◆ **DATASET RECORDS**:
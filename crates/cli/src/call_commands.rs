use std::{io::Write, path::PathBuf};

use {
    anyhow::{Context, Result, bail},
    clap::{Args, ValueEnum},
    serde_json::{Value, json},
    webcall_config::PropertyLoader,
    webcall_http::{Body, MediaType, ProviderRegistry, WebComponent, WebRequest, WebResponse},
};

#[derive(Args, Debug)]
pub struct CallArgs {
    /// Request body text.
    #[arg(long, conflicts_with = "body_file")]
    body: Option<String>,

    /// File sent as the request body.
    #[arg(long, value_name = "FILE")]
    body_file: Option<PathBuf>,

    /// Parse the body as JSON and send it through the request's JSON codec.
    #[arg(long)]
    json_body: bool,

    /// Media type of a raw body, e.g. `application/xml`.
    #[arg(long, value_name = "TYPE")]
    content_type: Option<String>,

    /// How to read the response body.
    #[arg(long, value_enum, default_value_t = OutputFormat::Text)]
    output: OutputFormat,
}

#[derive(Clone, Copy, Debug, PartialEq, Eq, ValueEnum)]
enum OutputFormat {
    Bytes,
    Text,
    Json,
}

fn build_request(props: &PropertyLoader) -> WebRequest {
    WebRequest::from_properties(props, &ProviderRegistry::with_defaults())
}

pub fn show_request(props: &PropertyLoader) -> Result<()> {
    println!("{}", serde_json::to_string_pretty(&describe(&build_request(props)))?);
    Ok(())
}

fn describe(request: &WebRequest) -> Value {
    let headers: Vec<Value> = request
        .headers
        .iter()
        .map(|(name, value)| json!({ "name": name, "value": value }))
        .collect();
    json!({
        "logger": request.logger_name,
        "url": request.url,
        "method": request.method.map(|m| m.as_str()),
        "headers": headers,
        "connect_timeout_ms": request.connect_timeout().as_millis() as u64,
        "read_timeout_ms": request.read_timeout().as_millis() as u64,
        "response_charset": request.response_charset,
        "tls_provider": request.tls.is_some(),
    })
}

async fn body_from(args: &CallArgs) -> Result<Option<Body>> {
    let media_type = args
        .content_type
        .as_deref()
        .map(MediaType::new)
        .transpose()
        .context("invalid --content-type")?;

    if args.json_body {
        let text = match (&args.body, &args.body_file) {
            (Some(text), _) => text.clone(),
            (None, Some(path)) => tokio::fs::read_to_string(path)
                .await
                .with_context(|| format!("failed to read {}", path.display()))?,
            (None, None) => bail!("--json-body needs --body or --body-file"),
        };
        let value: Value = serde_json::from_str(&text).context("body is not valid JSON")?;
        return Ok(Some(Body::json(&value)?));
    }

    let body = match (&args.body, &args.body_file, media_type) {
        (Some(text), _, None) => Body::text(text.as_str()),
        (Some(text), _, Some(mt)) => Body::bytes(text.as_bytes()).with_media_type(mt),
        (None, Some(path), Some(mt)) => Body::file(path).with_media_type(mt),
        (None, Some(path), None) => Body::file(path),
        (None, None, _) => return Ok(None),
    };
    Ok(Some(body))
}

pub async fn call(props: &PropertyLoader, args: CallArgs) -> Result<()> {
    let component = WebComponent::new(build_request(props));
    let body = body_from(&args).await?;

    let status = match args.output {
        OutputFormat::Bytes => {
            let response = component.fetch_bytes(body).await?;
            report(&response);
            std::io::stdout().write_all(&response.data)?;
            response.status
        },
        OutputFormat::Text => {
            let response = component.fetch_text(body).await?;
            report(&response);
            println!("{}", response.data);
            response.status
        },
        OutputFormat::Json => {
            let response = component.fetch_json::<Value>(body).await?;
            report(&response);
            println!("{}", serde_json::to_string_pretty(&response.data)?);
            response.status
        },
    };

    if !(200..300).contains(&status) {
        bail!("call returned HTTP {status}");
    }
    Ok(())
}

fn report<T>(response: &WebResponse<T>) {
    eprintln!("HTTP {} ({} ms)", response.status, response.duration.as_millis());
}

#[cfg(test)]
mod tests {
    use {super::*, webcall_http::HttpMethod};

    fn args(body: Option<&str>, json_body: bool, content_type: Option<&str>) -> CallArgs {
        CallArgs {
            body: body.map(str::to_string),
            body_file: None,
            json_body,
            content_type: content_type.map(str::to_string),
            output: OutputFormat::Text,
        }
    }

    #[tokio::test]
    async fn body_selection() {
        assert!(body_from(&args(None, false, None)).await.unwrap().is_none());
        assert!(matches!(
            body_from(&args(Some("hi"), false, None)).await.unwrap(),
            Some(Body::Text { .. })
        ));
        assert!(matches!(
            body_from(&args(Some("<a/>"), false, Some("application/xml"))).await.unwrap(),
            Some(Body::Upload { media_type: Some(_), .. })
        ));
        assert!(matches!(
            body_from(&args(Some(r#"{"a":1}"#), true, None)).await.unwrap(),
            Some(Body::Json { .. })
        ));
    }

    #[tokio::test]
    async fn body_errors() {
        assert!(body_from(&args(Some("{oops"), true, None)).await.is_err());
        assert!(body_from(&args(None, true, None)).await.is_err());
        assert!(body_from(&args(Some("x"), false, Some("bogus"))).await.is_err());
    }

    #[tokio::test]
    async fn json_body_from_file() {
        let dir = tempfile::tempdir().unwrap();
        let path = dir.path().join("body.json");
        std::fs::write(&path, r#"{"id": 3}"#).unwrap();
        let call = CallArgs {
            body_file: Some(path),
            ..args(None, true, None)
        };
        let Some(Body::Json { value, .. }) = body_from(&call).await.unwrap() else {
            panic!("expected a JSON body");
        };
        assert_eq!(value, json!({"id": 3}));
    }

    #[test]
    fn request_description() {
        let request = WebRequest::new("https://example.com/x", HttpMethod::Delete)
            .with_header("Accept", "text/plain")
            .with_timeouts(-5, 900);
        let described = describe(&request);
        assert_eq!(described["method"], "DELETE");
        assert_eq!(described["url"], "https://example.com/x");
        assert_eq!(described["connect_timeout_ms"], 15_000);
        assert_eq!(described["read_timeout_ms"], 900);
        assert_eq!(described["headers"][0]["name"], "Accept");
        assert_eq!(described["tls_provider"], false);
    }
}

◆ **ACTIVITY**: Scan the material above for the word "async", and copy every line in which it is found.

◆ **TASK SOLUTION**:
async fn body_from(args: &CallArgs) -> Result<Option<Body>> {
pub async fn call(props: &PropertyLoader, args: CallArgs) -> Result<()> {
    async fn body_selection() {
    async fn body_errors() {
    async fn json_body_from_file() {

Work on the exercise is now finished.